I’ve traveled the country and seen how so many Americans differ, but how similar we all our. We truly are one human family, the motto of Key West. I helped with the Woman’s March of the Florida Keys a year and half ago, it really made me see what the power of one persons voice can do, and how an idea can bring together millions. One of my best friends led the march down here and inspired a generation of women in the Keys, and brought out all the women who came before us. Through motherhood, and through womanhood I have connected with so many women on such a spiritual level. Women gave life to this world. And we have the power to heal it, I truly believe. I hope we can pull together and heal the division in this country and this world so that our children will be able to live in peace on a clean planet.
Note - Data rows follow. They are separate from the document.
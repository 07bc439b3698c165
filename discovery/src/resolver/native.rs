use hickory_proto::op::ResponseCode;
use hickory_resolver::config::ResolverConfig;
use shared::types::Endpoint;
use crate::error::{DiscoveryError, Result};
use crate::resolver::{hickory, SrvLookup, SrvQuery};

/// Looks up SRV records through the host's resolver configuration
/// (`/etc/resolv.conf` on unix, the registry on windows).
#[derive(Debug, Clone, Default)]
pub struct NativeLookup {
    resolver_config: Option<ResolverConfig>,
}

impl NativeLookup {
    pub fn new() -> Self {
        Self::default()
    }

    /// Uses `config` in place of the host configuration.
    pub fn with_config(config: ResolverConfig) -> Self {
        Self {
            resolver_config: Some(config),
        }
    }
}

impl SrvLookup for NativeLookup {
    async fn lookup_srv(&self, query: &SrvQuery) -> Result<Vec<Endpoint>> {
        let lookup_error = |source| DiscoveryError::Lookup {
            name: query.name().to_string(),
            source,
        };

        // Built per call and without a cache, so every lookup goes to the network.
        let resolver = hickory::build(self.resolver_config.clone(), None).map_err(lookup_error)?;

        tracing::debug!(query = %query.name(), "native SRV lookup");

        let lookup = match resolver.srv_lookup(query.name()).await {
            Ok(lookup) => lookup,
            Err(e) if hickory::negative_response(&e) == Some(ResponseCode::NoError) => {
                tracing::debug!(query = %query.name(), "no SRV records");
                return Ok(Vec::new());
            }
            Err(e) => return Err(lookup_error(e)),
        };

        Ok(query.endpoints(
            lookup
                .iter()
                .map(|srv| (srv.target().to_utf8(), srv.port())),
        ))
    }
}

#[cfg(test)]
mod tests {
    use super::*;
    use crate::config::DiscoveryConfig;
    use crate::testing::FakeDns;
    use shared::types::Network;

    fn lookup_at(dns: &FakeDns) -> NativeLookup {
        NativeLookup::with_config(hickory::single_server(dns.addr()))
    }

    fn etcd_query() -> SrvQuery {
        SrvQuery::new("etcd", "client", Network::Tcp, &DiscoveryConfig::default())
    }

    #[tokio::test]
    async fn test_srv_answers() {
        let dns = FakeDns::builder()
            .srv("etcd-0.etcd.default.svc.cluster.local.", 2379)
            .srv("etcd-1.etcd.default.svc.cluster.local.", 2379)
            .start()
            .await
            .unwrap();

        let endpoints = lookup_at(&dns).lookup_srv(&etcd_query()).await.unwrap();

        assert_eq!(endpoints.len(), 2);
        assert_eq!(endpoints[0].target(), "etcd-0.etcd.default.svc.cluster.local");
        for endpoint in &endpoints {
            assert_eq!(endpoint.service(), "etcd");
            assert_eq!(endpoint.port_name(), "client");
            assert_eq!(endpoint.network(), Network::Tcp);
            assert_eq!(endpoint.port(), 2379);
        }
        assert_eq!(dns.queries()[0], "_client._tcp.etcd.default.svc.cluster.local.");
    }

    #[tokio::test]
    async fn test_no_records_is_empty() {
        let dns = FakeDns::builder().start().await.unwrap();
        let endpoints = lookup_at(&dns).lookup_srv(&etcd_query()).await.unwrap();
        assert!(endpoints.is_empty());
    }

    #[tokio::test]
    async fn test_nxdomain_is_lookup_error() {
        let dns = FakeDns::builder()
            .response_code(ResponseCode::NXDomain)
            .start()
            .await
            .unwrap();

        let err = lookup_at(&dns).lookup_srv(&etcd_query()).await.unwrap_err();

        match &err {
            DiscoveryError::Lookup { name, .. } => {
                assert_eq!(name, "_client._tcp.etcd.default.svc.cluster.local.")
            }
            other => panic!("expected lookup error, got {:?}", other),
        }
    }

    #[tokio::test]
    async fn test_servfail_is_lookup_error() {
        let dns = FakeDns::builder()
            .response_code(ResponseCode::ServFail)
            .start()
            .await
            .unwrap();

        let err = lookup_at(&dns).lookup_srv(&etcd_query()).await.unwrap_err();
        assert!(matches!(err, DiscoveryError::Lookup { .. }));
    }
}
I believe in cannabis medicine. I believe in the power of the plant. I’ve always used cannabis recreationally but when we went to California after hurricane Wilma and Katrina in 06, I was introduced to the world of medical marijuana. I’ve seen families torn apart because of prohibition and people choose their declining health because of the laws. With my intense anxiety I have been using CBD oil. I have found it helps me cope. It brings a calm over my body with out the “high”. I believe in whole cannabis medicine and I hope one day soon the whole world will think of smoking a joint like drinking a glass of wine, or taking CBD oil like popping an ibuprofen.
I wanted to be a part of this movement because it has helped me so much! The stories helped me feel like I wasn’t alone, or crazy for feeling the way I did. I hope that my story will help someone. Take the steps to help themselves, if its talking to a qualified professional or getting your routine check ups or making the appointment to get a colonoscopy. Self care is so important but, we always forget that when trying to keep little people alive day to day because that alone is hard enough we get laid to the way side.
I also love pictures. A picture is worth a thousand words, memories and feelings. They can help us remember a moment that we thought we had forgotten forever. I wanted to participate, because life isn’t picture perfect. Life is hard, and sometimes the ones who seem to have it all together are falling apart. I know cause I’ve been there and am still there most days. Yet everyone always asks me how I keep it together or tell me I’m a supermom. Truth is I don’t even feel like a good mom most day or even an okay mom. But I know I love my babies with all my being, and I know they love me. Love is what its all about. Stay strong mommas and families, we are all in the same boat.”